60-DAY OPTIONAL TELEPHONIC NOTIFICATION OF AN INVALID ACTUATION OF A GENERAL CONTAINMENT ISOLATION SIGNAL AFFECTING MORE THAN ONE SYSTEM

"This 60-day telephone notification is being made per the reporting requirements specified by 10 CFR 50.73(a)(2)(iv)(A) and10 CFR 50.73(a)(1) to describe an invalid actuation of a general containment isolation signal affecting more than one system.

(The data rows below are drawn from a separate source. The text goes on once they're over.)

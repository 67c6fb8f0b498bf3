//! Typed views of buffer data.

use std::fmt;
use std::io;

use crate::error::Result;
use crate::object::{GltfObject, ObjectBase, RootObject};
use crate::parser::Parser;
use crate::root::GltfRoot;
use crate::schema::BufferView;
use crate::table::{Handle, RootArray};
use crate::writer::Writer;

/// Numeric type of each component, identified by its GL enum value.
#[derive(Debug, Clone, Copy, PartialEq, Eq, Hash, Default)]
pub enum ComponentType {
    Byte,
    UnsignedByte,
    Short,
    UnsignedShort,
    UnsignedInt,
    #[default]
    Float,
}

impl ComponentType {
    pub const ALL: [ComponentType; 6] = [
        ComponentType::Byte,
        ComponentType::UnsignedByte,
        ComponentType::Short,
        ComponentType::UnsignedShort,
        ComponentType::UnsignedInt,
        ComponentType::Float,
    ];

    pub fn from_gl(code: usize) -> Option<Self> {
        match code {
            5120 => Some(ComponentType::Byte),
            5121 => Some(ComponentType::UnsignedByte),
            5122 => Some(ComponentType::Short),
            5123 => Some(ComponentType::UnsignedShort),
            5125 => Some(ComponentType::UnsignedInt),
            5126 => Some(ComponentType::Float),
            _ => None,
        }
    }

    pub fn gl_code(self) -> usize {
        match self {
            ComponentType::Byte => 5120,
            ComponentType::UnsignedByte => 5121,
            ComponentType::Short => 5122,
            ComponentType::UnsignedShort => 5123,
            ComponentType::UnsignedInt => 5125,
            ComponentType::Float => 5126,
        }
    }

    /// Size of one component in bytes.
    pub fn size(self) -> usize {
        match self {
            ComponentType::Byte | ComponentType::UnsignedByte => 1,
            ComponentType::Short | ComponentType::UnsignedShort => 2,
            ComponentType::UnsignedInt | ComponentType::Float => 4,
        }
    }

    pub fn is_float(self) -> bool {
        self == ComponentType::Float
    }
}

/// Element shape: scalar, vector or matrix.
#[derive(Debug, Clone, Copy, PartialEq, Eq, Hash, Default)]
pub enum AccessorType {
    #[default]
    Scalar,
    Vec2,
    Vec3,
    Vec4,
    Mat2,
    Mat3,
    Mat4,
}

impl AccessorType {
    pub const ALL: [AccessorType; 7] = [
        AccessorType::Scalar,
        AccessorType::Vec2,
        AccessorType::Vec3,
        AccessorType::Vec4,
        AccessorType::Mat2,
        AccessorType::Mat3,
        AccessorType::Mat4,
    ];

    pub fn from_name(name: &str) -> Option<Self> {
        match name {
            "SCALAR" => Some(AccessorType::Scalar),
            "VEC2" => Some(AccessorType::Vec2),
            "VEC3" => Some(AccessorType::Vec3),
            "VEC4" => Some(AccessorType::Vec4),
            "MAT2" => Some(AccessorType::Mat2),
            "MAT3" => Some(AccessorType::Mat3),
            "MAT4" => Some(AccessorType::Mat4),
            _ => None,
        }
    }

    pub fn name(self) -> &'static str {
        match self {
            AccessorType::Scalar => "SCALAR",
            AccessorType::Vec2 => "VEC2",
            AccessorType::Vec3 => "VEC3",
            AccessorType::Vec4 => "VEC4",
            AccessorType::Mat2 => "MAT2",
            AccessorType::Mat3 => "MAT3",
            AccessorType::Mat4 => "MAT4",
        }
    }

    pub fn num_components(self) -> usize {
        match self {
            AccessorType::Scalar => 1,
            AccessorType::Vec2 => 2,
            AccessorType::Vec3 => 3,
            AccessorType::Vec4 | AccessorType::Mat2 => 4,
            AccessorType::Mat3 => 9,
            AccessorType::Mat4 => 16,
        }
    }
}

impl fmt::Display for AccessorType {
    fn fmt(&self, f: &mut fmt::Formatter<'_>) -> fmt::Result {
        f.write_str(self.name())
    }
}

fn parse_component_type(parser: &mut Parser<'_>) -> Result<ComponentType> {
    let code = parser.parse_index()?;
    ComponentType::from_gl(code)
        .ok_or_else(|| parser.schema_error("componentType", format!("unknown value {}", code)))
}

/// An accessor: how to read `count` elements from a buffer view.
#[derive(Debug, Default)]
pub struct Accessor {
    pub name: String,
    pub buffer_view: Option<Handle<BufferView>>,
    pub byte_offset: usize,
    pub component_type: ComponentType,
    pub normalized: bool,
    pub count: usize,
    pub accessor_type: AccessorType,
    pub max: Vec<f64>,
    pub min: Vec<f64>,
    /// Stored and written, but not applied when reading data.
    pub sparse: Option<Sparse>,
    pub base: ObjectBase,
}

impl Accessor {
    pub fn component_size(&self) -> usize {
        self.component_type.size()
    }

    pub fn num_components(&self) -> usize {
        self.accessor_type.num_components()
    }

    /// Size in bytes of one tightly packed element.
    pub fn element_size(&self) -> usize {
        self.component_size() * self.num_components()
    }

    /// Size in bytes of all elements, tightly packed.
    pub fn data_size(&self) -> usize {
        self.element_size() * self.count
    }
}

impl GltfObject for Accessor {
    fn parse_property(&mut self, parser: &mut Parser<'_>, key: &str) -> Result<()> {
        match key {
            "name" => self.name = parser.parse_string()?,
            "bufferView" => self.buffer_view = Some(parser.parse_ref()?),
            "byteOffset" => self.byte_offset = parser.parse_index()?,
            "componentType" => self.component_type = parse_component_type(parser)?,
            "normalized" => self.normalized = parser.parse_bool()?,
            "count" => self.count = parser.parse_index()?,
            "type" => {
                let name = parser.parse_string()?;
                self.accessor_type = AccessorType::from_name(&name).ok_or_else(|| {
                    parser.schema_error("type", format!("unknown accessor type {:?}", name))
                })?;
            }
            "max" | "min" => {
                let values = parser.parse_number_array()?;
                if values.is_empty() || values.len() > 16 {
                    return Err(parser.schema_error(
                        "accessor bounds",
                        format!("{} must have 1 to 16 entries, not {}", key, values.len()),
                    ));
                }
                if key == "max" {
                    self.max = values;
                } else {
                    self.min = values;
                }
            }
            "sparse" => {
                let mut sparse = Sparse::default();
                parser.parse_object(&mut sparse)?;
                self.sparse = Some(sparse);
            }
            _ => return self.base.parse_property(parser, key),
        }
        Ok(())
    }

    fn write_properties(&self, w: &mut Writer<'_>) -> io::Result<()> {
        if self.buffer_view.is_some() {
            w.write_property("bufferView", &self.buffer_view)?;
            if self.byte_offset != 0 {
                w.write_property("byteOffset", &self.byte_offset)?;
            }
        }
        w.write_property("componentType", &self.component_type.gl_code())?;
        if self.normalized {
            w.write_property("normalized", &true)?;
        }
        w.write_property("count", &self.count)?;
        w.write_property("type", self.accessor_type.name())?;
        w.write_property("max", &self.max)?;
        w.write_property("min", &self.min)?;
        w.write_property("sparse", &self.sparse)?;
        w.write_property("name", &self.name)?;
        self.base.write_properties(w)
    }
}

impl RootObject for Accessor {
    const TYPE_NAME: &'static str = "Accessor";

    fn name(&self) -> &str {
        &self.name
    }

    fn set_name(&mut self, name: String) {
        self.name = name;
    }

    fn table(root: &GltfRoot) -> &RootArray<Self> {
        &root.accessors
    }

    fn table_mut(root: &mut GltfRoot) -> &mut RootArray<Self> {
        &mut root.accessors
    }

    fn summary(&self) -> String {
        format!(
            "{} x {} {:?}",
            self.count,
            self.accessor_type,
            self.component_type
        )
    }
}

/// Sparse substitution block of an accessor.
#[derive(Debug, Default)]
pub struct Sparse {
    pub count: usize,
    pub indices: SparseIndices,
    pub values: SparseValues,
    pub base: ObjectBase,
}

impl GltfObject for Sparse {
    fn parse_property(&mut self, parser: &mut Parser<'_>, key: &str) -> Result<()> {
        match key {
            "count" => {
                self.count = parser.parse_index()?;
                if self.count == 0 {
                    return Err(parser.schema_error("sparse", "count must be positive"));
                }
            }
            "indices" => parser.parse_object(&mut self.indices)?,
            "values" => parser.parse_object(&mut self.values)?,
            _ => return self.base.parse_property(parser, key),
        }
        Ok(())
    }

    fn write_properties(&self, w: &mut Writer<'_>) -> io::Result<()> {
        w.write_property("count", &self.count)?;
        w.write_property("indices", &self.indices)?;
        w.write_property("values", &self.values)?;
        self.base.write_properties(w)
    }
}

/// Location and type of the indices of a sparse block.
#[derive(Debug, Default)]
pub struct SparseIndices {
    pub buffer_view: Option<Handle<BufferView>>,
    pub byte_offset: usize,
    pub component_type: ComponentType,
    pub base: ObjectBase,
}

impl GltfObject for SparseIndices {
    fn parse_property(&mut self, parser: &mut Parser<'_>, key: &str) -> Result<()> {
        match key {
            "bufferView" => self.buffer_view = Some(parser.parse_ref()?),
            "byteOffset" => self.byte_offset = parser.parse_index()?,
            "componentType" => self.component_type = parse_component_type(parser)?,
            _ => return self.base.parse_property(parser, key),
        }
        Ok(())
    }

    fn write_properties(&self, w: &mut Writer<'_>) -> io::Result<()> {
        w.write_property("bufferView", &self.buffer_view)?;
        if self.byte_offset != 0 {
            w.write_property("byteOffset", &self.byte_offset)?;
        }
        w.write_property("componentType", &self.component_type.gl_code())?;
        self.base.write_properties(w)
    }
}

/// Location of the substituted values of a sparse block.
#[derive(Debug, Default)]
pub struct SparseValues {
    pub buffer_view: Option<Handle<BufferView>>,
    pub byte_offset: usize,
    pub base: ObjectBase,
}

impl GltfObject for SparseValues {
    fn parse_property(&mut self, parser: &mut Parser<'_>, key: &str) -> Result<()> {
        match key {
            "bufferView" => self.buffer_view = Some(parser.parse_ref()?),
            "byteOffset" => self.byte_offset = parser.parse_index()?,
            _ => return self.base.parse_property(parser, key),
        }
        Ok(())
    }

    fn write_properties(&self, w: &mut Writer<'_>) -> io::Result<()> {
        w.write_property("bufferView", &self.buffer_view)?;
        if self.byte_offset != 0 {
            w.write_property("byteOffset", &self.byte_offset)?;
        }
        self.base.write_properties(w)
    }
}

#[cfg(test)]
mod tests {
    use super::*;

    #[test]
    fn test_data_size_example() {
        let accessor = Accessor {
            component_type: ComponentType::UnsignedShort,
            accessor_type: AccessorType::Vec3,
            count: 10,
            ..Default::default()
        };
        assert_eq!(accessor.data_size(), 60);
    }

    #[test]
    fn test_gl_codes_round_trip() {
        for ct in ComponentType::ALL {
            assert_eq!(ComponentType::from_gl(ct.gl_code()), Some(ct));
        }
        assert_eq!(ComponentType::from_gl(5124), None);
        for t in AccessorType::ALL {
            assert_eq!(AccessorType::from_name(t.name()), Some(t));
        }
        assert_eq!(AccessorType::from_name("vec3"), None);
    }
}
//! Binary glTF (GLB) container framing.
//!
//! A GLB file is a 12-byte header (`magic`, `version`, total `length`)
//! followed by chunks, each with a 4-byte length and a 4-byte type. Version 2
//! files carry a `JSON` chunk and an optional `BIN` chunk whose bytes
//! populate the first buffer. Version 1 files have a single content chunk of
//! type 0 followed by raw binary data that runs to the end of the file.

use std::io::{BufRead, Write};

use byteorder::{LittleEndian, ReadBytesExt, WriteBytesExt};
use log::error;

use crate::error::{GltfError, Result};
use crate::parser::Parser;
use crate::root::GltfRoot;
use crate::writer::{WriteOptions, Writer};

pub const GLB_MAGIC: u32 = 0x4654_6C67;
pub const CHUNK_JSON: u32 = 0x4E4F_534A;
pub const CHUNK_BIN: u32 = 0x004E_4942;

/// Size of the file header plus the first chunk header.
const HEADER_SIZE: u64 = 20;

fn invalid(message: impl Into<String>) -> GltfError {
    let message = message.into();
    error!("{}", message);
    GltfError::InvalidGlb(message)
}

/// Reads a GLB stream into `root`. The caller has already peeked the leading
/// `g`; the magic number is checked here.
pub(crate) fn read_glb(root: &mut GltfRoot, input: &mut dyn BufRead, filename: &str) -> Result<()> {
    if input.read_u32::<LittleEndian>()? != GLB_MAGIC {
        return Err(GltfError::NotGltf);
    }

    let version = input.read_u32::<LittleEndian>()?;
    if version != 1 && version != 2 {
        return Err(invalid(format!(
            "GLB versions 1 and 2 are supported, file is version {}",
            version
        )));
    }

    let length = u64::from(input.read_u32::<LittleEndian>()?);
    let json_length = u64::from(input.read_u32::<LittleEndian>()?);
    let chunk_type = input.read_u32::<LittleEndian>()?;
    if (version == 1 && chunk_type != 0) || (version == 2 && chunk_type != CHUNK_JSON) {
        return Err(invalid("Expected 'JSON' chunk in GLB file"));
    }

    // The parser stops at the closing brace of the document; whatever is left
    // of the chunk must be padding.
    {
        let mut stream = &mut *input;
        let mut parser = Parser::new(&mut stream, root, filename);
        parser.parse_document()?;

        if parser.bytes_read() > json_length {
            return Err(invalid("Length of JSON chunk too small to fit entire object"));
        }
        if let Some(c) = parser.skip_trailing_space(json_length)? {
            return Err(invalid(format!(
                "Unexpected {:?} at end of JSON chunk",
                c as char
            )));
        }
        if parser.bytes_read() != json_length || json_length + HEADER_SIZE > length {
            return Err(invalid("JSON chunk length mismatch"));
        }
    }

    if json_length + HEADER_SIZE == length {
        return Ok(());
    }
    let Some(buffer) = root.buffers.at(0) else {
        return Ok(());
    };
    if buffer.uri.is_some() {
        return Ok(());
    }
    let byte_length = buffer.byte_length as u64;

    let bin_length = if version == 1 {
        length - json_length - HEADER_SIZE
    } else {
        let bin_length = u64::from(input.read_u32::<LittleEndian>()?);
        if input.read_u32::<LittleEndian>()? != CHUNK_BIN {
            return Err(invalid("Expected BIN chunk"));
        }
        bin_length
    };

    if bin_length < byte_length {
        return Err(invalid(format!(
            "Binary chunk length ({}) not large enough for buffer 0 ({})",
            bin_length, byte_length
        )));
    }

    match root.buffers.at_mut(0) {
        Some(buffer) => buffer.read_from(input),
        None => Ok(()),
    }
}

/// Writes `root` as GLB version 2. The first buffer, if it has no URI, is
/// packed into the `BIN` chunk.
pub(crate) fn write_glb(root: &GltfRoot, out: &mut dyn Write) -> Result<()> {
    let mut json = Vec::new();
    Writer::new(&mut json, WriteOptions::compact()).write_document(root)?;
    while json.len() % 4 != 0 {
        json.push(b' ');
    }

    let bin = root
        .buffers
        .at(0)
        .filter(|buffer| buffer.uri.is_none())
        .map(|buffer| {
            if buffer.data.len() != buffer.byte_length {
                error!(
                    "Buffer 0 holds {} bytes but declares byteLength {}",
                    buffer.data.len(),
                    buffer.byte_length
                );
            }
            let mut data = buffer.data.clone();
            data.resize(buffer.byte_length, 0);
            while data.len() % 4 != 0 {
                data.push(0);
            }
            data
        });

    let mut length = 12 + 8 + json.len();
    if let Some(data) = &bin {
        length += 8 + data.len();
    }

    out.write_u32::<LittleEndian>(GLB_MAGIC)?;
    out.write_u32::<LittleEndian>(2)?;
    out.write_u32::<LittleEndian>(chunk_size(length)?)?;

    out.write_u32::<LittleEndian>(chunk_size(json.len())?)?;
    out.write_u32::<LittleEndian>(CHUNK_JSON)?;
    out.write_all(&json)?;

    if let Some(data) = &bin {
        out.write_u32::<LittleEndian>(chunk_size(data.len())?)?;
        out.write_u32::<LittleEndian>(CHUNK_BIN)?;
        out.write_all(data)?;
    }
    out.flush()?;
    Ok(())
}

fn chunk_size(size: usize) -> Result<u32> {
    u32::try_from(size).map_err(|_| invalid(format!("{} bytes do not fit in a GLB file", size)))
}

#[cfg(test)]
mod tests {
    use super::*;

    fn header(version: u32, length: u32, json: &[u8], chunk_type: u32) -> Vec<u8> {
        let mut out = Vec::new();
        out.write_u32::<LittleEndian>(GLB_MAGIC).unwrap();
        out.write_u32::<LittleEndian>(version).unwrap();
        out.write_u32::<LittleEndian>(length).unwrap();
        out.write_u32::<LittleEndian>(json.len() as u32).unwrap();
        out.write_u32::<LittleEndian>(chunk_type).unwrap();
        out.extend_from_slice(json);
        out
    }

    #[test]
    fn test_magic_is_gltf() {
        assert_eq!(&GLB_MAGIC.to_le_bytes(), b"glTF");
        assert_eq!(&CHUNK_JSON.to_le_bytes(), b"JSON");
        assert_eq!(&CHUNK_BIN.to_le_bytes(), b"BIN\0");
    }

    #[test]
    fn test_json_only() {
        let json = br#"{"asset":{"version":"2.0"}}    "#;
        let data = header(2, 20 + json.len() as u32, json, CHUNK_JSON);
        let mut root = GltfRoot::new();
        read_glb(&mut root, &mut data.as_slice(), "").unwrap();
        assert_eq!(root.asset.version, "2.0");
    }

    #[test]
    fn test_rejects_garbage_padding() {
        let json = br#"{"asset":{"version":"2.0"}}   x"#;
        let data = header(2, 20 + json.len() as u32, json, CHUNK_JSON);
        let mut root = GltfRoot::new();
        assert!(matches!(
            read_glb(&mut root, &mut data.as_slice(), ""),
            Err(GltfError::InvalidGlb(_))
        ));
    }

    #[test]
    fn test_rejects_short_json_chunk() {
        let json = br#"{"asset":{"version":"2.0"}}"#;
        let mut data = header(2, 0, json, CHUNK_JSON);
        // Declare a JSON chunk shorter than the object.
        data[12..16].copy_from_slice(&10u32.to_le_bytes());
        data[8..12].copy_from_slice(&30u32.to_le_bytes());
        let mut root = GltfRoot::new();
        assert!(read_glb(&mut root, &mut data.as_slice(), "").is_err());
    }

    #[test]
    fn test_rejects_unknown_version() {
        let data = header(3, 20, b"", CHUNK_JSON);
        let mut root = GltfRoot::new();
        assert!(matches!(
            read_glb(&mut root, &mut data.as_slice(), ""),
            Err(GltfError::InvalidGlb(_))
        ));
    }

    #[test]
    fn test_rejects_wrong_chunk_type() {
        let json = br#"{"asset":{"version":"2.0"}}    "#;
        let data = header(2, 20 + json.len() as u32, json, CHUNK_BIN);
        let mut root = GltfRoot::new();
        assert!(read_glb(&mut root, &mut data.as_slice(), "").is_err());
    }

    #[test]
    fn test_version_1_binary_runs_to_end() {
        let json = br#"{"buffers":[{"byteLength":3}]}  "#;
        let length = 20 + json.len() as u32 + 4;
        let mut data = header(1, length, json, 0);
        data.extend_from_slice(&[7, 8, 9, 0]);
        let mut root = GltfRoot::new();
        read_glb(&mut root, &mut data.as_slice(), "").unwrap();
        assert_eq!(root.buffers.at(0).unwrap().data, vec![7, 8, 9]);
    }

    #[test]
    fn test_write_pads_chunks() {
        let mut root = GltfRoot::new();
        let handle = root.buffers.create("bin");
        if let Some(buffer) = root.buffers.get_mut(&handle) {
            buffer.byte_length = 5;
            buffer.data = vec![1, 2, 3, 4, 5];
        }
        let mut out = Vec::new();
        write_glb(&root, &mut out).unwrap();
        assert_eq!(out.len() % 4, 0);
        let length = u32::from_le_bytes([out[8], out[9], out[10], out[11]]) as usize;
        assert_eq!(length, out.len());
        let json_length = u32::from_le_bytes([out[12], out[13], out[14], out[15]]) as usize;
        assert_eq!(json_length % 4, 0);
        let bin_start = 20 + json_length;
        assert_eq!(&out[bin_start + 4..bin_start + 8], b"BIN\0");
        assert_eq!(&out[bin_start + 8..bin_start + 13], &[1, 2, 3, 4, 5]);
    }
}
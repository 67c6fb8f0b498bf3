//! Commands behind the `gltf-tool` binary.
//!
//! Each command takes paths and options and returns what it would print, so
//! the binary stays a thin argument parser.

use std::path::Path;

use gltf_core::{GltfError, GltfRoot, RootArray, RootObject, WriteOptions};
use gltf_loader::{CoordinateSystem, Loader, LoaderOptions, Result, SceneNode};
use log::{info, warn};

/// Options for [`convert`].
#[derive(Debug, Clone, Copy)]
pub struct ConvertOptions {
    /// JSON indent width; negative writes everything on one line.
    pub indent: i32,
    /// Turn external buffers into data URIs before writing JSON.
    pub embed: bool,
    /// Drop unreferenced entities before writing.
    pub gc: bool,
}

impl Default for ConvertOptions {
    fn default() -> Self {
        ConvertOptions {
            indent: 2,
            embed: false,
            gc: false,
        }
    }
}

/// Reads a document. External resources that fail to load are reported but
/// do not stop the command.
pub fn read_document(path: &Path) -> Result<GltfRoot> {
    let mut root = GltfRoot::new();
    match root.read_file(path) {
        Ok(()) => {}
        Err(GltfError::Externals { failed }) => {
            warn!("{}: {} external resource(s) could not be loaded", path.display(), failed);
        }
        Err(e) => return Err(e.into()),
    }
    Ok(root)
}

fn is_glb(path: &Path) -> bool {
    path.extension()
        .map_or(false, |ext| ext.eq_ignore_ascii_case("glb"))
}

fn count_line<T: RootObject>(out: &mut String, label: &str, table: &RootArray<T>) {
    if !table.is_empty() {
        out.push_str(&format!("  {:<12} {}\n", label, table.len()));
    }
}

/// Asset information, entity counts and extensions of a document.
pub fn info(root: &GltfRoot) -> String {
    let mut out = String::new();
    if let Some(filename) = &root.filename {
        out.push_str(&format!("{}\n", filename.display()));
    }
    let asset = &root.asset;
    out.push_str(&format!("version: {}\n", asset.version));
    if !asset.min_version.is_empty() {
        out.push_str(&format!("minVersion: {}\n", asset.min_version));
    }
    if !asset.generator.is_empty() {
        out.push_str(&format!("generator: {}\n", asset.generator));
    }
    if !asset.copyright.is_empty() {
        out.push_str(&format!("copyright: {}\n", asset.copyright));
    }

    out.push_str("entities:\n");
    count_line(&mut out, "accessors", &root.accessors);
    count_line(&mut out, "animations", &root.animations);
    count_line(&mut out, "buffers", &root.buffers);
    count_line(&mut out, "bufferViews", &root.buffer_views);
    count_line(&mut out, "cameras", &root.cameras);
    count_line(&mut out, "images", &root.images);
    count_line(&mut out, "materials", &root.materials);
    count_line(&mut out, "meshes", &root.meshes);
    count_line(&mut out, "nodes", &root.nodes);
    count_line(&mut out, "samplers", &root.samplers);
    count_line(&mut out, "scenes", &root.scenes);
    count_line(&mut out, "skins", &root.skins);
    count_line(&mut out, "textures", &root.textures);

    if !root.extensions_used.is_empty() {
        out.push_str(&format!("extensionsUsed: {}\n", root.extensions_used.join(", ")));
    }
    if !root.extensions_required.is_empty() {
        out.push_str(&format!("extensionsRequired: {}\n", root.extensions_required.join(", ")));
    }
    out
}

/// Writes `root` to `output`, as GLB if the extension is `.glb` and as JSON
/// otherwise.
pub fn write_document(root: &GltfRoot, output: &Path, indent: i32) -> Result<()> {
    if is_glb(output) {
        root.write_glb_file(output)?;
    } else {
        root.write_gltf_file(output, WriteOptions::json(indent))?;
    }
    info!("Wrote {}", output.display());
    Ok(())
}

pub fn convert(input: &Path, output: &Path, options: ConvertOptions) -> Result<()> {
    let mut root = read_document(input)?;
    if options.gc {
        let removed = root.garbage_collect();
        info!("Removed {} unreferenced entities", removed);
    }
    if options.embed && !is_glb(output) {
        let embedded = root.embed_buffers();
        info!("Embedded {} buffers", embedded);
    }
    embed_binary_chunk(&mut root, output);
    write_document(&root, output, options.indent)
}

/// JSON output cannot refer to a GLB binary chunk, so buffers without a URI
/// are written as data URIs instead.
fn embed_binary_chunk(root: &mut GltfRoot, output: &Path) {
    if is_glb(output) {
        return;
    }
    let embedded = root.embed_binary_buffers();
    if embedded > 0 {
        info!("Embedded {} buffers without a URI", embedded);
    }
}

/// Garbage-collects `input` into `output`. Returns the number of entities
/// removed.
pub fn gc(input: &Path, output: &Path) -> Result<usize> {
    let mut root = read_document(input)?;
    let removed = root.garbage_collect();
    embed_binary_chunk(&mut root, output);
    write_document(&root, output, 2)?;
    Ok(removed)
}

/// The debug rendering of a document followed by a one-line summary of each
/// entity.
pub fn dump(root: &GltfRoot) -> String {
    let mut out = root.describe();
    if !out.ends_with('\n') {
        out.push('\n');
    }
    for line in root.entity_descriptions() {
        out.push_str(&line);
        out.push('\n');
    }
    out
}

/// Converts the default scene and renders the resulting tree.
pub fn scene(input: &Path, coordinate_system: CoordinateSystem) -> Result<String> {
    let root = read_document(input)?;
    let mut loader = Loader::new(LoaderOptions {
        coordinate_system,
        ..Default::default()
    });
    loader.update_all(&root);
    Ok(render_scene(&loader.root_node(), &loader))
}

fn render_scene(node: &SceneNode, loader: &Loader) -> String {
    let stats = loader.stats();
    let mut out = node.ls();
    out.push_str(&format!(
        "{} geoms in {} meshes ({})\n",
        node.count_geoms(),
        stats.meshes,
        loader.coordinate_system()
    ));
    if stats.cycles > 0 {
        out.push_str(&format!("{} node cycles skipped\n", stats.cycles));
    }
    out
}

"On August 6, 2020, at approximately 1749 CDT, Browns Ferry Nuclear Plant (BFN), Unit 2 experienced a loss of Reactor Protection System (RPS) Bus 2A. Primary Containment Isolation System (PCIS) Groups 2, 3, 6, and 8 isolated in response to this event. The PCIS isolations caused the initiation of Standby Gas Treatment (SBGT) trains A, B, and C, and Control Room Emergency Ventilation (CREV) subsystem A. Unit 2 declared RCS leakage detection instrumentation inoperable and entered TS LCO 3.4.5 condition A, B, and D with required action D.1 to enter LCO 3.0.3 immediately. Unit 2 entered TS LCO 3.0.3 with required actions to be in Mode 2 within 10 hours, Mode 3 within 13 hours, and Mode 4 within 37 hours. Upon investigation, it was discovered that an age-related overheating condition resulted in the failure of the 2A RPS Motor Generator (MG) set, causing the feeder beaker from the 2A 480v Remote Motor-Operated Valve distribution board to trip. On August 6, 2020, at approximately 1808 CDT, Operations personnel commenced restoration of Unit 2 to normal after transferring 2A RPS to its alternate power supply. The 2A RPS MG Set drive motor was replaced on August 24, 2020.

"Plant conditions which initiate PCIS Group 2 actuations are Reactor Vessel (RV) Low Water Level or Drywell High Pressure. Plant conditions which initiate PCIS Group 3 actuations are RV Low Water Level or Reactor Water Cleanup Area High Temperature. Plant conditions which initiate PCIS Group 6 actuations are RV Low Water Level, High Drywell Pressure, or Reactor Building Ventilation Exhaust High Radiation. Plant conditions which initiate PCIS Group 8 actuations are Reactor Vessel (RV) Low Water Level or Drywell High Pressure. At the time of the event, these conditions did not exist; therefore, the actuation of the PCIS was invalid.

"All affected safety systems responded as expected. There were no safety consequences or impact to the health and safety of the public as a result of this event. This event was entered into the Corrective Action Program as Condition Report 1628707. The NRC Resident Inspector has been notified of this event."